Task statement.
Below is a block of data; give all of it again word for word.

Materials provided.
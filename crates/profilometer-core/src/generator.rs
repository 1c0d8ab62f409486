//! Procedural surface profiles
//!
//! Each workpiece class is modelled as a deterministic trend plus bounded
//! positive uniform noise. The amplitude ordering polished < machined < rough
//! is what makes the Ra/Rz of the three classes come out in the same order.
//!
//! The random source is always injected: [`generate_profile`] takes any
//! [`rand::Rng`], and the rig asks a [`ProfileSource`] for whole profiles so
//! tests can substitute fixed surfaces.

use crate::data::{Profile, WorkpieceClass};
use parking_lot::Mutex;
use rand::rngs::StdRng;
use rand::{Rng, SeedableRng};

/// Samples taken across one traverse
pub const DEFAULT_SAMPLE_COUNT: usize = 80;

/// Generate a synthetic profile of `sample_count` heights for `workpiece`
///
/// Height `i` is `workpiece.trend(i) + U(0, workpiece.noise_amplitude())`.
pub fn generate_profile<R>(workpiece: WorkpieceClass, sample_count: usize, rng: &mut R) -> Profile
where
    R: Rng + ?Sized,
{
    let amplitude = workpiece.noise_amplitude();
    let mut profile = Profile::new();
    for i in 0..sample_count {
        let noise: f64 = rng.random::<f64>() * amplitude;
        profile.push_height(workpiece.trend(i) + noise);
    }
    profile
}

/// Supplies whole profiles to the rig when a scan starts
pub trait ProfileSource: Send + Sync {
    /// Produce a profile of exactly `sample_count` samples
    fn generate(&self, workpiece: WorkpieceClass, sample_count: usize) -> Profile;
}

/// Unseeded source backed by the thread-local generator
#[derive(Debug, Clone, Copy, Default)]
pub struct RandomProfileSource;

impl ProfileSource for RandomProfileSource {
    fn generate(&self, workpiece: WorkpieceClass, sample_count: usize) -> Profile {
        generate_profile(workpiece, sample_count, &mut rand::rng())
    }
}

/// Reproducible source for demonstrations and regression checks
#[derive(Debug)]
pub struct SeededProfileSource {
    rng: Mutex<StdRng>,
}

impl SeededProfileSource {
    /// Create a source whose sequence of profiles is fixed by `seed`
    pub fn new(seed: u64) -> Self {
        Self {
            rng: Mutex::new(StdRng::seed_from_u64(seed)),
        }
    }
}

impl ProfileSource for SeededProfileSource {
    fn generate(&self, workpiece: WorkpieceClass, sample_count: usize) -> Profile {
        let mut rng = self.rng.lock();
        generate_profile(workpiece, sample_count, &mut *rng)
    }
}

#[cfg(test)]
mod tests {
    use super::*;
    use crate::roughness::compute_roughness;

    #[test]
    fn test_sample_count_and_positions() {
        let mut rng = StdRng::seed_from_u64(1);
        for class in WorkpieceClass::ALL {
            let profile = generate_profile(class, DEFAULT_SAMPLE_COUNT, &mut rng);
            assert_eq!(profile.len(), DEFAULT_SAMPLE_COUNT);
            for (i, sample) in profile.samples().iter().enumerate() {
                assert_eq!(sample.position, i);
                assert!(sample.height.is_finite());
            }
        }
    }

    #[test]
    fn test_zero_samples_gives_empty_profile() {
        let mut rng = StdRng::seed_from_u64(1);
        assert!(generate_profile(WorkpieceClass::Rough, 0, &mut rng).is_empty());
    }

    #[test]
    fn test_heights_stay_within_trend_plus_noise() {
        let mut rng = StdRng::seed_from_u64(42);
        for class in WorkpieceClass::ALL {
            let profile = generate_profile(class, 500, &mut rng);
            for sample in profile.samples() {
                let noise = sample.height - class.trend(sample.position);
                assert!(noise >= -1e-12, "{class}: noise {noise} below zero");
                assert!(noise < class.noise_amplitude() + 1e-12);
            }
        }
    }

    #[test]
    fn test_seeded_source_is_reproducible() {
        let a = SeededProfileSource::new(7);
        let b = SeededProfileSource::new(7);
        assert_eq!(
            a.generate(WorkpieceClass::Machined, 80),
            b.generate(WorkpieceClass::Machined, 80)
        );
    }

    #[test]
    fn test_successive_random_profiles_differ() {
        let source = RandomProfileSource;
        let first = source.generate(WorkpieceClass::Polished, 80);
        let second = source.generate(WorkpieceClass::Polished, 80);
        assert_ne!(first, second);
    }

    #[test]
    fn test_roughness_orders_by_class() {
        // Averaged over many scans the classes separate cleanly.
        let mut rng = StdRng::seed_from_u64(2024);
        let mean_ra = |class: WorkpieceClass, rng: &mut StdRng| {
            let runs = 50;
            (0..runs)
                .map(|_| {
                    compute_roughness(&generate_profile(class, DEFAULT_SAMPLE_COUNT, rng))
                        .map(|r| r.ra)
                        .unwrap_or_default()
                })
                .sum::<f64>()
                / runs as f64
        };
        let polished = mean_ra(WorkpieceClass::Polished, &mut rng);
        let machined = mean_ra(WorkpieceClass::Machined, &mut rng);
        let rough = mean_ra(WorkpieceClass::Rough, &mut rng);
        assert!(polished < machined, "{polished} !< {machined}");
        assert!(machined < rough, "{machined} !< {rough}");
    }
}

Result of the task.
filename crates/profilometer-core/src/generator.rs
repository 1c0d8ab62f409486
//! Procedural surface profiles
//!
//! Each workpiece class is modelled as a deterministic trend plus bounded
//! positive uniform noise. The amplitude ordering polished < machined < rough
//! is what makes the Ra/Rz of the three classes come out in the same order.
//!
//! The random source is always injected: [`generate_profile`] takes any
//! [`rand::Rng`], and the rig asks a [`ProfileSource`] for whole profiles so
//! tests can substitute fixed surfaces.

use crate::data::{Profile, WorkpieceClass};
use parking_lot::Mutex;
use rand::rngs::StdRng;
use rand::{Rng, SeedableRng};

/// Samples taken across one traverse
pub const DEFAULT_SAMPLE_COUNT: usize = 80;

/// Generate a synthetic profile of `sample_count` heights for `workpiece`
///
/// Height `i` is `workpiece.trend(i) + U(0, workpiece.noise_amplitude())`.
pub fn generate_profile<R>(workpiece: WorkpieceClass, sample_count: usize, rng: &mut R) -> Profile
where
    R: Rng + ?Sized,
{
    let amplitude = workpiece.noise_amplitude();
    let mut profile = Profile::new();
    for i in 0..sample_count {
        let noise: f64 = rng.random::<f64>() * amplitude;
        profile.push_height(workpiece.trend(i) + noise);
    }
    profile
}

/// Supplies whole profiles to the rig when a scan starts
pub trait ProfileSource: Send + Sync {
    /// Produce a profile of exactly `sample_count` samples
    fn generate(&self, workpiece: WorkpieceClass, sample_count: usize) -> Profile;
}

/// Unseeded source backed by the thread-local generator
#[derive(Debug, Clone, Copy, Default)]
pub struct RandomProfileSource;

impl ProfileSource for RandomProfileSource {
    fn generate(&self, workpiece: WorkpieceClass, sample_count: usize) -> Profile {
        generate_profile(workpiece, sample_count, &mut rand::rng())
    }
}

/// Reproducible source for demonstrations and regression checks
#[derive(Debug)]
pub struct SeededProfileSource {
    rng: Mutex<StdRng>,
}

impl SeededProfileSource {
    /// Create a source whose sequence of profiles is fixed by `seed`
    pub fn new(seed: u64) -> Self {
        Self {
            rng: Mutex::new(StdRng::seed_from_u64(seed)),
        }
    }
}

impl ProfileSource for SeededProfileSource {
    fn generate(&self, workpiece: WorkpieceClass, sample_count: usize) -> Profile {
        let mut rng = self.rng.lock();
        generate_profile(workpiece, sample_count, &mut *rng)
    }
}

#[cfg(test)]
mod tests {
    use super::*;
    use crate::roughness::compute_roughness;

    #[test]
    fn test_sample_count_and_positions() {
        let mut rng = StdRng::seed_from_u64(1);
        for class in WorkpieceClass::ALL {
            let profile = generate_profile(class, DEFAULT_SAMPLE_COUNT, &mut rng);
            assert_eq!(profile.len(), DEFAULT_SAMPLE_COUNT);
            for (i, sample) in profile.samples().iter().enumerate() {
                assert_eq!(sample.position, i);
                assert!(sample.height.is_finite());
            }
        }
    }

    #[test]
    fn test_zero_samples_gives_empty_profile() {
        let mut rng = StdRng::seed_from_u64(1);
        assert!(generate_profile(WorkpieceClass::Rough, 0, &mut rng).is_empty());
    }

    #[test]
    fn test_heights_stay_within_trend_plus_noise() {
        let mut rng = StdRng::seed_from_u64(42);
        for class in WorkpieceClass::ALL {
            let profile = generate_profile(class, 500, &mut rng);
            for sample in profile.samples() {
                let noise = sample.height - class.trend(sample.position);
                assert!(noise >= -1e-12, "{class}: noise {noise} below zero");
                assert!(noise < class.noise_amplitude() + 1e-12);
            }
        }
    }

    #[test]
    fn test_seeded_source_is_reproducible() {
        let a = SeededProfileSource::new(7);
        let b = SeededProfileSource::new(7);
        assert_eq!(
            a.generate(WorkpieceClass::Machined, 80),
            b.generate(WorkpieceClass::Machined, 80)
        );
    }

    #[test]
    fn test_successive_random_profiles_differ() {
        let source = RandomProfileSource;
        let first = source.generate(WorkpieceClass::Polished, 80);
        let second = source.generate(WorkpieceClass::Polished, 80);
        assert_ne!(first, second);
    }

    #[test]
    fn test_roughness_orders_by_class() {
        // Averaged over many scans the classes separate cleanly.
        let mut rng = StdRng::seed_from_u64(2024);
        let mean_ra = |class: WorkpieceClass, rng: &mut StdRng| {
            let runs = 50;
            (0..runs)
                .map(|_| {
                    compute_roughness(&generate_profile(class, DEFAULT_SAMPLE_COUNT, rng))
                        .map(|r| r.ra)
                        .unwrap_or_default()
                })
                .sum::<f64>()
                / runs as f64
        };
        let polished = mean_ra(WorkpieceClass::Polished, &mut rng);
        let machined = mean_ra(WorkpieceClass::Machined, &mut rng);
        let rough = mean_ra(WorkpieceClass::Rough, &mut rng);
        assert!(polished < machined, "{polished} !< {machined}");
        assert!(machined < rough, "{machined} !< {rough}");
    }
}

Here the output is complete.